Io avevo le dita incrociate, anche quelle dei piedi.
 
Poi prese un po’ il ritmo e la canzone cominciò a prendere forma.
Pensavo che stesse andando tutto bene, finché non comincio a cantare.
 
“I miss you, baby,
I miss you, I do not know,
I miss you because you are my sunshine,
you can always entertain me”
 
Già alla prima strofa temevo che mi stessero sanguinando copiosamente le orecchie.
 
Non prendeva un acuto!
 
Era mostruosamente, incredibilmente, paurosamente stonato.
 
E non fui l’unica ad accorgermene.
 
La finestra si aprì con uno scatto, e in pochi secondi una secchiata di acqua gelida di rubinetto venne a contatto con la palle pallida del padre di Trent.
 
Ci lanciò un’occhiata disperata e la chitarra gli cadde dalle mani.
 
Io avrei voluto piangere: avevamo fallito!
 
Uscii in fretta e furia dalla siepe per andare ad aiutarlo.
 
Mi levai la felpa e gliela misi sulle spalle, mentre Cloude faceva di tutto per asciugare la sua povera chitarra fradicia e cercava di salvare le mie casse.
 
Come, come, come avevo potuto avere un’idea così stupida?!
 
Mi ero lasciata trasportare!
 
Che idiota che ero stata!
 
Ma il peggio doveva ancora venire.
 
Già, perché la donna che ci urlò contro dal balcone non era la moglie del padre di Trent.
 
Era una donna sulla sessantina, i capelli tinti di rosso raccolti in uno chignon, la faccia coperta da una patina verdastra, un accappatoio addosso.
“Cretini! Teppisti!
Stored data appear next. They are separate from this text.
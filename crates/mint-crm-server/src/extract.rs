// Copyright (C) 2025 MINT CRM contributors
// SPDX-License-Identifier: AGPL-3.0-or-later
//! `Json` and `Query` extractors whose rejections use the API error body.

use axum::extract::{FromRequest, FromRequestParts};

use crate::error::ApiError;

#[derive(Debug, FromRequest)]
#[from_request(via(axum::Json), rejection(ApiError))]
pub struct AppJson<T>(pub T);

#[derive(Debug, FromRequestParts)]
#[from_request(via(axum::extract::Query), rejection(ApiError))]
pub struct AppQuery<T>(pub T);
Chi è l’idiota che ha fatto questo scherzo!?”
 
Iniziò a urlarci contro di tutto.
 
Noi dapprima eravamo spaesati, poi capimmo.
 
In effetti, Enter street 34 era la casa di fianco.
 
La villetta rosa.
 
Non quella rossa.
 
Non la 33.
 
Mi scusai umilmente con la signora, ma lei mi ignnorò ed andò avanti a sproloquiare per un bel po’…
 
Non stavo nemmeno più ascoltando quello che diceva, riuscivo solo a vedere il padre di uno dei miei migliori amici a notte fonda intirizzito, bagnato d’acqua gelida, con un’aria desolata e ancora in lacrime per COLPA MIA.
 
Mi sentivo un’idiota.
 
Ma non era finita!
 
Indovinate chi arrivò, con perfetto tempismo?
 
“Ancora tu?!” urlò, vedendomi. “Sta’ lontana da mio padre!” disse seccamente.
 
Mi si avvicinò.
 
“Trent, io …”
 
“Non voglio saperlo.” Disse.
 
Per la seconda volta nella storia di Trent, pareva infuriato.
 
Mi fulminò con lo sguardo per alcuni secondi finché io non abbassai gli occhi.
 
Per un attimo temetti che volesse darmi una sberla.
 
 
 
 
 
 
 
 
 
 
 
 
 
 
Per questo mi fece uno strano effetto sentire le sue braccia che mi circondavano ridandomi calore.